De um modo geral, posso dizer que Portugal anda bem na percentagem - se os números divulgados pelo governo estão correctos - de óbitos face ao número de casos confirmados. Já, quando tento assimilar o número de recuperados em que tantas vezes se tem dado o foco nas conferências de imprensa, sem qualquer razão em termos estatísticos (de modo humano um caso é assinalável e importante), honestamente não entendo porque os infectados portugueses simplesmente não recuperam.
Não recuperam os portugueses. O mal está nas pessoas, são frágeis, estão débeis, a raça não tem fortaleza? Nos meios humanos e materiais que o sector estatal da saúde disponibiliza para cuidar dos doentes? O que se passa?
E, pior, porque se não fala disso, e quando se fala é para dar uma nota de alegria porque os recuperados subiram. Bem, não podem descer. Aí não tem dúvida. Só podem subir, mas sobem tão devagar, tão devagarinho que a percentagem é nalguns casos irrisória face a outros países.
Vejamos:
Em Portugal a percentagem de recuperados é de 6% em relação aos casos confirmados.

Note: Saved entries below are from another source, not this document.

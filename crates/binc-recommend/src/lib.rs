//! binc-recommend - Collaborative filtering with capability-based backends
//!
//! This crate provides the recommendation engine behind the binc store:
//!
//! - **Probe**: detects which optional numerical libraries this build and
//!   configuration can use, and which language resources are on disk
//! - **Engine**: builds a user×product interaction matrix and fits one of
//!   three backends, chosen once from the probe's capability set
//! - **Signal**: folds raw user actions (view, like, purchase, ...) into
//!   weighted interaction scores
//! - **Service**: pads collaborative results with popular products
//! - **Sentiment**: lexicon-based review scoring (feature `sentiment`)
//! - **Config**: TOML/JSON configuration for all of the above
//!
//! # Backends
//!
//! ```text
//! Factorization  implicit ALS            needs ndarray + nalgebra + rand
//! Toolkit        truncated SVD + kNN     needs ndarray + nalgebra
//! Fallback       dense cosine similarity needs ndarray
//! ```
//!
//! # Example
//!
//! ```
//! use binc_recommend::{CollaborativeFilteringEngine, DependencyManager, EngineConfig, Interaction};
//!
//! let probe = DependencyManager::detect();
//! let mut engine = CollaborativeFilteringEngine::new(&probe.capabilities(), EngineConfig::default());
//! let batch = vec![
//!     Interaction::new(1, 1, 5.0),
//!     Interaction::new(1, 2, 1.0),
//!     Interaction::new(2, 1, 4.0),
//!     Interaction::new(2, 3, 5.0),
//! ];
//! assert!(engine.train(&batch));
//! assert!(engine.recommend(1, 2).len() <= 2);
//! ```

pub mod config;
pub mod engine;
pub mod error;
pub mod interaction;
pub mod io;
pub mod probe;
#[cfg(feature = "sentiment")]
pub mod sentiment;
pub mod service;
pub mod signal;

pub use config::{
    EngineConfig, FactorizationConfig, FallbackConfig, ProbeConfig, RecommendConfig,
    ServiceConfig, SignalConfig, ToolkitConfig,
};
pub use engine::{
    BackendKind, CollaborativeFilteringEngine, SharedEngine, TrainSummary, TrainedState,
};
pub use error::{ConfigError, ProbeError, RecommendError, Result};
pub use interaction::{
    Interaction, InteractionRecord, ProductId, Recommendation, RecommendationSource, UserId,
};
pub use probe::{CapabilitySet, DependencyManager, Library, StatusReport};
#[cfg(feature = "sentiment")]
pub use sentiment::{Lexicon, Review, SentimentAnalyzer, SentimentLabel, SentimentScore};
pub use service::RecommendationService;
pub use signal::{InteractionKind, SignalAggregator, SignalEvent};
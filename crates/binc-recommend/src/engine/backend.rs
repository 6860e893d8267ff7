//! Backend selection

use std::fmt;
use std::str::FromStr;

use serde::{Deserialize, Serialize};

use crate::probe::{CapabilitySet, Library};

/// The three numerical strategies, in priority order
#[derive(Debug, Clone, Copy, PartialEq, Eq, Hash, Serialize, Deserialize)]
#[serde(rename_all = "snake_case")]
pub enum BackendKind {
    /// Alternating least squares matrix factorization
    Factorization,
    /// Truncated SVD with a cosine nearest-neighbour index
    Toolkit,
    /// Dense user×user cosine similarity
    Fallback,
}

impl BackendKind {
    pub const ALL: [BackendKind; 3] = [
        BackendKind::Factorization,
        BackendKind::Toolkit,
        BackendKind::Fallback,
    ];

    /// Pick the best backend the capability set supports.
    ///
    /// Pure function of `caps` (and of what this build compiled in).
    pub fn select(caps: &CapabilitySet) -> BackendKind {
        BackendKind::ALL
            .into_iter()
            .find(|kind| kind.is_supported_by(caps))
            .unwrap_or(BackendKind::Fallback)
    }

    /// Libraries the backend needs. The fallback only uses `ndarray`, which
    /// every build links, so it runs under any capability set.
    pub fn requirements(&self) -> &'static [Library] {
        match self {
            BackendKind::Factorization => &[Library::Ndarray, Library::Nalgebra, Library::Rand],
            BackendKind::Toolkit => &[Library::Ndarray, Library::Nalgebra],
            BackendKind::Fallback => &[],
        }
    }

    /// Whether this build contains the backend's code
    pub fn is_compiled(&self) -> bool {
        match self {
            BackendKind::Factorization => cfg!(feature = "als"),
            BackendKind::Toolkit => cfg!(feature = "linalg"),
            BackendKind::Fallback => true,
        }
    }

    pub fn is_supported_by(&self, caps: &CapabilitySet) -> bool {
        self.is_compiled() && self.requirements().iter().all(|lib| caps.contains(*lib))
    }

    pub fn name(&self) -> &'static str {
        match self {
            BackendKind::Factorization => "factorization",
            BackendKind::Toolkit => "toolkit",
            BackendKind::Fallback => "fallback",
        }
    }
}

impl fmt::Display for BackendKind {
    fn fmt(&self, f: &mut fmt::Formatter<'_>) -> fmt::Result {
        f.write_str(self.name())
    }
}

impl FromStr for BackendKind {
    type Err = String;

    fn from_str(s: &str) -> Result<Self, Self::Err> {
        match s.trim().to_ascii_lowercase().as_str() {
            "factorization" | "als" => Ok(BackendKind::Factorization),
            "toolkit" | "svd" => Ok(BackendKind::Toolkit),
            "fallback" | "cosine" => Ok(BackendKind::Fallback),
            other => Err(format!("unknown backend: {}", other)),
        }
    }
}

Infelizmente, dos países que acompanho e mais directamente nos estão próximos, não tenho um único que possua um número de recuperados menor. Nem a média no mundo consegue ser mais baixa. Está nos 30,94%).
Por exemplo, há dois países que podem e devem ser comparados com Portugal por terem características de área geográfica e populacionais semelhantes, a República Checa e a Áustria.
E por terem essas características que tanto se parecem com o nosso Portugal, até, vou comparar todos os indicadores nos três países:
Portugal - casos: 24.505; óbitos: 973 (4 %); recuperados: 1470 (6 %)
Áustria -- casos: 15402; óbitos: 580 (3.8 %); recuperados: 12.779 (83 %)
República Checa ---- casos: 5.563; óbitos: 227 (3 %); recuperados: 3.096 (41 %)
Nos demais países que escolhi para este estudo, Portugal tem um número de óbitos expressivamente inferior, mas, sem que entenda a razão, o número de recuperados praticamente disparam enquanto os nossos infectados se mantêm com uma taxa de recuperação inexpressiva.
Acontece assim com (sem qualquer ordenação), Espanha (56,11 %), Itália (35 %), EUA (13.76 %), Suiça (76,85 %), Bélgica (23,5 %), Alemanha (75 %), França (28.3 %), Brasil (43,6 %) e Coreia do Sul (82 %).
Neste indicador - recuperados - parece não existir qualquer milagre de Portugal. E, se tivermos em conta a Áustria e a República Checa com características semelhantes às nossas, existirá qualquer neblina que não nos pode deixar ver nada miraculoso. Pelo contrário, infelizmente.